What To Do …

My fingers are looking for something to do …

Yes, I have WIPs I can work on … but they’re not calling to me.  I have lots of ideas in my head on what to work on … but I can’t settle down long enough to start on them.

So I just picked up hook and yarn and started a granny square …

It’s the easiest thing to do, right?

So this is what it looks like at the moment – a bit washed out, but the lighting was kind of dark, so I had to lighten up the photo a bit.

Don’t know if I will continue with this, or if I’ll change my mind and make it into something else instead …

For more inspiration, I took out the stray hanks of yarn that I purchased from a destash group on Facebook … I decided it was time for a winding party …



All done … and ideas are running through my head again … So now, what to do?


This just means that I have to look for patterns to experiment on …


Inspired by Yarn

It’s been a busy fall/autumn season … And there was lots of playing with yarn, but no major item finished … except for this.

The Bouvardia Hooded Jacket (available on Ravelry).  It’s a pattern I saved a couple of years ago, and each time I see it, I want to start making one but then I don’t … except this time, I did.

Maybe it was the yarn – Lion Brand Landscapes in Mountain Range – that inspired me.
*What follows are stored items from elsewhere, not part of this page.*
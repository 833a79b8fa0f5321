use std::{net::SocketAddr, thread, time::Duration};

use crossbeam_channel::{bounded, Sender};
use thiserror::Error;

use crate::{
    forwarder::{sync::Forwarder, ForwarderConfiguration, RemoteAddr},
    queue,
    registry::Registry,
    sampler::Sampler,
};

const DEFAULT_SAMPLE_INTERVAL: Duration = Duration::from_secs(10);
const DEFAULT_FLUSH_INTERVAL: Duration = Duration::from_millis(100);
const DEFAULT_RECONNECT_COOLDOWN: Duration = Duration::from_secs(5);
const DEFAULT_WRITE_TIMEOUT: Duration = Duration::from_secs(1);
const DEFAULT_MAX_PACKET_LEN: usize = 1400;
const DEFAULT_QUEUE_CAPACITY: usize = 4096;

/// The smallest line the formatter can produce; a packet must at least fit it.
const SMALLEST_VALID_LINE: &str = "a:0|kv\n";

/// Errors that could occur while building a statsd exporter.
#[derive(Debug, Error)]
pub enum BuildError {
    /// Failed to parse or resolve the remote address.
    #[error("invalid remote address: {reason}")]
    InvalidRemoteAddress {
        /// Details about the parsing failure.
        reason: String,
    },

    /// A configured value is out of range.
    #[error("invalid configuration: {reason}")]
    InvalidConfiguration {
        /// Details about the offending value.
        reason: String,
    },

    /// Failed to spawn a background thread for the exporter.
    #[error("failed to spawn background thread for exporter")]
    Backend,
}

/// Builder for a statsd exporter.
pub struct StatsdBuilder {
    remote_addr: RemoteAddr,
    sample_interval: Duration,
    flush_interval: Duration,
    reconnect_cooldown: Duration,
    write_timeout: Duration,
    max_packet_len: usize,
    queue_capacity: usize,
}

impl StatsdBuilder {
    /// Set the remote address to forward metrics to.
    ///
    /// The address needs to be in the format of `<host>:<port>`, and is
    /// resolved once, when the builder is configured.
    ///
    /// Defaults to sending to `127.0.0.1:8125`.
    ///
    /// # Errors
    ///
    /// If the given address is not able to be parsed as a valid address, an
    /// error will be returned indicating the reason.
    pub fn with_remote_address<A>(mut self, addr: A) -> Result<Self, BuildError>
    where
        A: AsRef<str>,
    {
        self.remote_addr = RemoteAddr::try_from(addr.as_ref())
            .map_err(|reason| BuildError::InvalidRemoteAddress { reason })?;
        Ok(self)
    }

    /// Set the interval at which the registry is sampled.
    ///
    /// Every interval, the registry is iterated once and a snapshot of every
    /// metric is formatted and enqueued for forwarding.
    ///
    /// Defaults to 10 seconds.
    #[must_use]
    pub fn with_sample_interval(mut self, interval: Duration) -> Self {
        self.sample_interval = interval;
        self
    }

    /// Set the interval at which a partially-filled packet is flushed.
    ///
    /// This bounds how long a formatted line can sit in the packet buffer
    /// waiting for the buffer to fill up. It is independent of the sample
    /// interval.
    ///
    /// Defaults to 100 milliseconds.
    #[must_use]
    pub fn with_flush_interval(mut self, interval: Duration) -> Self {
        self.flush_interval = interval;
        self
    }

    /// Set how long the exporter waits before reconnecting after a failure.
    ///
    /// While waiting, queued lines are discarded so that backlog stays
    /// bounded; no reconnect is attempted until the cooldown elapses, which
    /// avoids hot-looping against an unreachable collector.
    ///
    /// Defaults to 5 seconds.
    #[must_use]
    pub fn with_reconnect_cooldown(mut self, cooldown: Duration) -> Self {
        self.reconnect_cooldown = cooldown;
        self
    }

    /// Set the write timeout for forwarding packets.
    ///
    /// When the write timeout is reached, the write is treated like any other
    /// write failure: the packet is dropped and the exporter enters its
    /// reconnect cooldown.
    ///
    /// Defaults to 1 second.
    #[must_use]
    pub fn with_write_timeout(mut self, timeout: Duration) -> Self {
        self.write_timeout = timeout;
        self
    }

    /// Set the maximum packet length.
    ///
    /// Formatted lines are batched into packets no larger than this, except
    /// when a single line is larger by itself, in which case it is sent alone.
    ///
    /// Defaults to 1400 bytes.
    #[must_use]
    pub fn with_maximum_packet_length(mut self, max_packet_len: usize) -> Self {
        self.max_packet_len = max_packet_len;
        self
    }

    /// Set the capacity of the line queue between the sampler and the
    /// forwarder.
    ///
    /// When the queue is full, newly formatted lines are dropped rather than
    /// blocking the sampling loop.
    ///
    /// Defaults to 4096 lines.
    #[must_use]
    pub fn with_queue_capacity(mut self, queue_capacity: usize) -> Self {
        self.queue_capacity = queue_capacity;
        self
    }

    /// Builds the exporter and spawns its background threads.
    ///
    /// One thread samples `registry` on the configured interval; the other
    /// batches the resulting lines into packets and forwards them. The two
    /// communicate only through the bounded line queue, so registry producers
    /// are never blocked by the network.
    ///
    /// # Errors
    ///
    /// If a configured value is out of range, or if a background thread could
    /// not be spawned, an error is returned.
    pub fn build<R>(self, registry: R) -> Result<StatsdExporter, BuildError>
    where
        R: Registry + Send + 'static,
    {
        if self.max_packet_len < SMALLEST_VALID_LINE.len() {
            return Err(BuildError::InvalidConfiguration {
                reason: format!(
                    "maximum packet length must be at least {} bytes",
                    SMALLEST_VALID_LINE.len()
                ),
            });
        }

        if self.queue_capacity == 0 {
            return Err(BuildError::InvalidConfiguration {
                reason: "queue capacity must be non-zero".to_string(),
            });
        }

        let (line_tx, line_rx) = queue::line_queue(self.queue_capacity);
        let (shutdown_tx, shutdown_rx) = bounded(1);

        let forwarder_config = ForwarderConfiguration {
            remote_addr: self.remote_addr,
            max_packet_len: self.max_packet_len,
            flush_interval: self.flush_interval,
            reconnect_cooldown: self.reconnect_cooldown,
            write_timeout: self.write_timeout,
        };

        let forwarder = Forwarder::new(forwarder_config, line_rx);
        let forwarder_handle = thread::Builder::new()
            .name("statsd-exporter-forwarder".to_string())
            .spawn(move || forwarder.run())
            .map_err(|_| BuildError::Backend)?;

        let sampler = Sampler::new(registry, line_tx, self.sample_interval, shutdown_rx);
        let sampler_handle = thread::Builder::new()
            .name("statsd-exporter-sampler".to_string())
            .spawn(move || sampler.run())
            .map_err(|_| BuildError::Backend)?;

        Ok(StatsdExporter {
            shutdown: shutdown_tx,
            sampler: sampler_handle,
            forwarder: forwarder_handle,
        })
    }
}

impl Default for StatsdBuilder {
    fn default() -> Self {
        StatsdBuilder {
            remote_addr: RemoteAddr(vec![SocketAddr::from(([127, 0, 0, 1], 8125))]),
            sample_interval: DEFAULT_SAMPLE_INTERVAL,
            flush_interval: DEFAULT_FLUSH_INTERVAL,
            reconnect_cooldown: DEFAULT_RECONNECT_COOLDOWN,
            write_timeout: DEFAULT_WRITE_TIMEOUT,
            max_packet_len: DEFAULT_MAX_PACKET_LEN,
            queue_capacity: DEFAULT_QUEUE_CAPACITY,
        }
    }
}

/// Handle to a running statsd exporter.
///
/// Dropping the handle shuts the exporter down the same way [`shutdown`]
/// does, just without waiting for the background threads; call [`detach`] to
/// let the exporter run for the remaining life of the process instead.
///
/// [`shutdown`]: StatsdExporter::shutdown
/// [`detach`]: StatsdExporter::detach
pub struct StatsdExporter {
    shutdown: Sender<()>,
    sampler: thread::JoinHandle<()>,
    forwarder: thread::JoinHandle<()>,
}

impl StatsdExporter {
    /// Shuts the exporter down and waits for its background threads.
    ///
    /// The sampler stops promptly, which closes the line queue; the forwarder
    /// drains whatever the queue still holds up to the close point and then
    /// exits. A final partially-filled packet is not flushed -- delivery is
    /// best-effort to the end.
    pub fn shutdown(self) {
        let _ = self.shutdown.try_send(());
        let _ = self.sampler.join();
        let _ = self.forwarder.join();
    }

    /// Detaches the background threads, leaving the exporter running for the
    /// remaining life of the process.
    pub fn detach(self) {
        // Leaking the sender keeps the shutdown channel open forever, so the
        // sampler never observes a disconnect.
        std::mem::forget(self.shutdown);
    }
}

#[cfg(test)]
mod tests {
    use std::{net::UdpSocket, time::Duration};

    use super::{BuildError, StatsdBuilder};
    use crate::registry::{Metric, Registry};

    struct StaticRegistry(Vec<(String, Metric)>);

    impl Registry for StaticRegistry {
        fn for_each(&self, f: &mut dyn FnMut(&str, Metric)) {
            for (name, metric) in &self.0 {
                f(name, metric.clone());
            }
        }
    }

    #[test]
    fn rejects_invalid_remote_address() {
        let result = StatsdBuilder::default().with_remote_address("not an address");
        assert!(matches!(result, Err(BuildError::InvalidRemoteAddress { .. })));
    }

    #[test]
    fn rejects_zero_queue_capacity() {
        let result = StatsdBuilder::default()
            .with_queue_capacity(0)
            .build(StaticRegistry(Vec::new()));
        assert!(matches!(result, Err(BuildError::InvalidConfiguration { .. })));
    }

    #[test]
    fn rejects_tiny_packet_length() {
        let result = StatsdBuilder::default()
            .with_maximum_packet_length(3)
            .build(StaticRegistry(Vec::new()));
        assert!(matches!(result, Err(BuildError::InvalidConfiguration { .. })));
    }

    #[test]
    fn end_to_end_counter_reaches_the_collector() {
        let collector = UdpSocket::bind("127.0.0.1:0").unwrap();
        collector.set_read_timeout(Some(Duration::from_secs(5))).unwrap();
        let addr = collector.local_addr().unwrap();

        let registry = StaticRegistry(vec![("requests".to_string(), Metric::Counter(42))]);

        let exporter = StatsdBuilder::default()
            .with_remote_address(addr.to_string())
            .unwrap()
            .with_sample_interval(Duration::from_millis(20))
            .with_flush_interval(Duration::from_millis(10))
            .build(registry)
            .unwrap();

        let mut buf = [0u8; 2048];
        let len = collector.recv(&mut buf).unwrap();
        let packet = std::str::from_utf8(&buf[..len]).unwrap();
        assert!(packet.contains("requests:42|kv\n"));

        exporter.shutdown();
    }
}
The yarn colours were the colours of fall, and it was soft and squishy.  Or maybe it’s just my brain saying that it was time to work on something else other than hats, scarves and shawls.  In any case … Something clicked in my brain, and said that it was Sewing 101 after all.  I suddenly pictured in my brain the different parts of the jacket and how they are assembled.  Just like following the sewing patterns …

This is the finished product, hanging on a door.  It’s looking longer than it should be – it reaches my ankles – and that’s because the yarn and pattern stretches.  I also had to fiddle with the pattern a bit – okay, a lot.  It’s a nice and easy pattern – granny stitches – but unfortunately, there were some mistakes and omissions in the pattern, and I had to figure out and fill in the blanks a few times.
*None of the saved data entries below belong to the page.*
use std::{
    io,
    net::{Ipv4Addr, UdpSocket},
};

use crossbeam_channel::{after, select, tick, Receiver};
use tracing::{debug, warn};

use crate::{forwarder::ForwarderConfiguration, packet::PacketBuffer};

/// The outbound socket, connected to the collector.
///
/// Exactly one `Client` exists at a time; it lives for one streaming epoch and
/// is recreated from scratch on every reconnect attempt.
struct Client {
    socket: UdpSocket,
}

impl Client {
    fn connect(config: &ForwarderConfiguration) -> io::Result<Self> {
        let socket = UdpSocket::bind((Ipv4Addr::UNSPECIFIED, 0))?;
        socket.connect(&config.remote_addr.0[..])?;
        socket.set_write_timeout(Some(config.write_timeout))?;
        Ok(Client { socket })
    }

    fn send(&self, packet: &[u8]) -> io::Result<usize> {
        self.socket.send(packet)
    }
}

/// Forwarder phases.
///
/// Every transition is driven by one of the phase methods on [`Forwarder`];
/// `run` just executes whichever phase it is handed next.
enum Phase {
    /// Attempting to open a connection to the collector.
    Connect,

    /// Connected; batching queued lines into packets.
    Stream(Client),

    /// Disconnected; draining the queue until the reconnect cooldown elapses.
    Wait,

    /// The queue has closed; the forwarder is finished.
    Quit,
}

/// Consumes the line queue and relays size-bounded packets to the collector.
///
/// The forwarder is the sole reader of the queue and the sole owner of the
/// socket, so flushes never race. It runs until the queue closes; network
/// failures are absorbed by the wait/reconnect cycle and never propagate.
pub(crate) struct Forwarder {
    config: ForwarderConfiguration,
    lines: Receiver<String>,
}

impl Forwarder {
    pub fn new(config: ForwarderConfiguration, lines: Receiver<String>) -> Self {
        Forwarder { config, lines }
    }

    /// Runs the forwarder until the line queue closes.
    pub fn run(self) {
        let mut phase = Phase::Connect;
        loop {
            phase = match phase {
                Phase::Connect => self.connect(),
                Phase::Stream(client) => self.stream(&client),
                Phase::Wait => self.wait(),
                Phase::Quit => break,
            };
        }
        debug!("Line queue closed, forwarder shutting down.");
    }

    fn connect(&self) -> Phase {
        match Client::connect(&self.config) {
            Ok(client) => {
                debug!("Connected to statsd collector.");
                Phase::Stream(client)
            }
            Err(e) => {
                warn!(error = %e, "Failed to connect to statsd collector.");
                Phase::Wait
            }
        }
    }

    fn stream(&self, client: &Client) -> Phase {
        // A fresh buffer and flush timer for this connection epoch. The flush
        // cadence is independent of the sampling interval.
        let mut packet = PacketBuffer::new(self.config.max_packet_len);
        let flush = tick(self.config.flush_interval);

        loop {
            select! {
                recv(self.lines) -> line => match line {
                    Ok(line) => {
                        if let Some(full) = packet.push(&line) {
                            if let Err(e) = client.send(&full) {
                                warn!(error = %e, "Failed to write to statsd collector.");
                                return Phase::Wait;
                            }
                        }
                    }
                    // End of stream: whatever is still buffered is accepted
                    // loss, and there is nothing left to reconnect for.
                    Err(_) => return Phase::Quit,
                },
                recv(flush) -> _ => {
                    if let Some(full) = packet.take() {
                        if let Err(e) = client.send(&full) {
                            warn!(error = %e, "Failed to flush to statsd collector.");
                            return Phase::Wait;
                        }
                    }
                }
            }
        }
    }

    fn wait(&self) -> Phase {
        let cooldown = after(self.config.reconnect_cooldown);

        loop {
            select! {
                // Keep draining so the queue cannot back up while the
                // collector is unreachable. The lines are discarded.
                recv(self.lines) -> line => {
                    if line.is_err() {
                        return Phase::Quit;
                    }
                }
                recv(cooldown) -> _ => return Phase::Connect,
            }
        }
    }
}

#[cfg(test)]
mod tests {
    use std::{
        net::UdpSocket,
        thread,
        time::{Duration, Instant},
    };

    use super::{Client, Forwarder, Phase};
    use crate::{
        forwarder::{ForwarderConfiguration, RemoteAddr},
        queue::line_queue,
    };

    fn test_config(remote: &UdpSocket) -> ForwarderConfiguration {
        ForwarderConfiguration {
            remote_addr: RemoteAddr(vec![remote.local_addr().unwrap()]),
            max_packet_len: 1400,
            flush_interval: Duration::from_millis(10),
            reconnect_cooldown: Duration::from_millis(50),
            write_timeout: Duration::from_secs(1),
        }
    }

    fn loopback_listener() -> UdpSocket {
        let socket = UdpSocket::bind("127.0.0.1:0").unwrap();
        socket.set_read_timeout(Some(Duration::from_secs(5))).unwrap();
        socket
    }

    fn recv_packet(socket: &UdpSocket) -> Vec<u8> {
        let mut buf = [0u8; 2048];
        let len = socket.recv(&mut buf).unwrap();
        buf[..len].to_vec()
    }

    #[test]
    fn connect_failure_transitions_to_wait() {
        let listener = loopback_listener();
        let mut config = test_config(&listener);
        // An empty candidate list makes the connect attempt fail immediately.
        config.remote_addr = RemoteAddr(Vec::new());

        let (_tx, rx) = line_queue(4);
        let forwarder = Forwarder::new(config, rx);

        assert!(matches!(forwarder.connect(), Phase::Wait));
    }

    #[test]
    fn wait_drains_the_queue_and_reconnects_after_cooldown() {
        let listener = loopback_listener();
        let config = test_config(&listener);
        let cooldown = config.reconnect_cooldown;

        let (tx, rx) = line_queue(8);
        tx.push("one\n".to_string());
        tx.push("two\n".to_string());
        tx.push("three\n".to_string());

        let forwarder = Forwarder::new(config, rx);

        let start = Instant::now();
        let next = forwarder.wait();

        assert!(matches!(next, Phase::Connect));
        assert!(start.elapsed() >= cooldown);
        // Everything queued while waiting was discarded.
        assert!(forwarder.lines.is_empty());
    }

    #[test]
    fn wait_quits_when_the_queue_closes() {
        let listener = loopback_listener();
        let config = test_config(&listener);

        let (tx, rx) = line_queue(4);
        drop(tx);

        let forwarder = Forwarder::new(config, rx);
        assert!(matches!(forwarder.wait(), Phase::Quit));
    }

    #[test]
    fn stream_flushes_on_overflow_and_quits_at_close() {
        let listener = loopback_listener();
        let mut config = test_config(&listener);
        // Keep the tick out of the picture; this test is about size-triggered
        // flushes only.
        config.flush_interval = Duration::from_secs(60);

        let line = {
            let mut l = "x".repeat(499);
            l.push('\n');
            l
        };

        let (tx, rx) = line_queue(8);
        tx.push(line.clone());
        tx.push(line.clone());
        tx.push(line.clone());
        drop(tx);

        let forwarder = Forwarder::new(config.clone(), rx);
        let client = Client::connect(&config).unwrap();

        // Three 500-byte lines against a 1400-byte limit: the third line
        // forces the first two out as a single packet, then the queue closes
        // and the partial buffer holding the third line is discarded.
        assert!(matches!(forwarder.stream(&client), Phase::Quit));

        let packet = recv_packet(&listener);
        assert_eq!(packet.len(), 1000);
        assert_eq!(packet, [line.as_bytes(), line.as_bytes()].concat());
    }

    #[test]
    fn run_delivers_lines_via_tick_flush() {
        let listener = loopback_listener();
        let config = test_config(&listener);

        let (tx, rx) = line_queue(8);
        let handle = thread::spawn(move || Forwarder::new(config, rx).run());

        tx.push("requests:42|kv\n".to_string());

        let packet = recv_packet(&listener);
        assert_eq!(packet, b"requests:42|kv\n");

        // Closing the queue terminates the forwarder.
        drop(tx);
        handle.join().unwrap();
    }
}
use crossbeam_channel::{bounded, Receiver, Sender};

/// Creates the bounded line queue connecting the sampler to the forwarder.
///
/// The producer half never blocks; the consumer half is a plain
/// `crossbeam_channel::Receiver` so the forwarder can `select!` over it
/// alongside its timers.
pub(crate) fn line_queue(capacity: usize) -> (LineSender, Receiver<String>) {
    let (tx, rx) = bounded(capacity);
    (LineSender { tx }, rx)
}

/// Producer half of the line queue.
///
/// Dropping every `LineSender` closes the queue: the receiver drains whatever
/// is buffered and then observes end-of-stream. The close is terminal --
/// nothing is accepted afterwards.
#[derive(Clone)]
pub(crate) struct LineSender {
    tx: Sender<String>,
}

impl LineSender {
    /// Enqueues a line without blocking.
    ///
    /// A line that arrives while the queue is full (or after it has closed) is
    /// dropped. Overflow is expected backpressure under load, not a fault, and
    /// is not reported to the caller.
    pub fn push(&self, line: String) {
        let _ = self.tx.try_send(line);
    }
}

#[cfg(test)]
mod tests {
    use super::line_queue;

    #[test]
    fn overflow_drops_the_incoming_line() {
        let (tx, rx) = line_queue(2);

        tx.push("first\n".to_string());
        tx.push("second\n".to_string());
        // The queue is full; this line is the one that gets dropped.
        tx.push("third\n".to_string());

        assert!(rx.len() <= 2);

        drop(tx);
        let drained: Vec<String> = rx.iter().collect();
        assert_eq!(drained, vec!["first\n".to_string(), "second\n".to_string()]);
    }

    #[test]
    fn close_drains_then_ends() {
        let (tx, rx) = line_queue(4);

        tx.push("pending\n".to_string());
        drop(tx);

        assert_eq!(rx.recv().as_deref(), Ok("pending\n"));
        assert!(rx.recv().is_err());
    }

    #[test]
    fn push_after_close_is_a_no_op() {
        let (tx, rx) = line_queue(4);
        drop(rx);

        // Must neither panic nor block.
        tx.push("ignored\n".to_string());
    }
}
See the wavy ends at the bottom?  In the pattern picture, this is showing as straight and rectangular.  I followed the instructions on the pattern, and it came out wavy.  I frogged and started over, and frogged again, making sure to follow the pattern step by step.  It still came out wavy, so I left it like that.  I think it adds a nice touch to it, anyway.

The pattern didn’t say anything about adding buttons, but I added them.  The front was a bit loose, so I added buttons so that I can close the front if I wanted to.

Oh, and the hood!  It’s turned out a bit bigger than it should,  because I miscounted stitches again *sigh*   But it doesn’t look bad, so no frogging needed.

All in all, I’m pretty happy with it.  This is my first attempt at ‘big’ clothing items.  And now that my brain has caught on to clothes construction, I’ll be coming out of my comfort zone to try making more jackets and tops.  One more skill to add to the collection!



Crochet Unevenly

I thought I was done with this modified Baktus pattern scarf.  Vaguely, I remembered reading of a scarf pattern that was straight on one side, and the increase and decrease was on the other side.  As usual, miscalculating on the amount of yarn and the number of stitches, I finished the two balls of yarn that I had with a scarf that was more of a trapezoid than an obtuse triangle.  So I put it away …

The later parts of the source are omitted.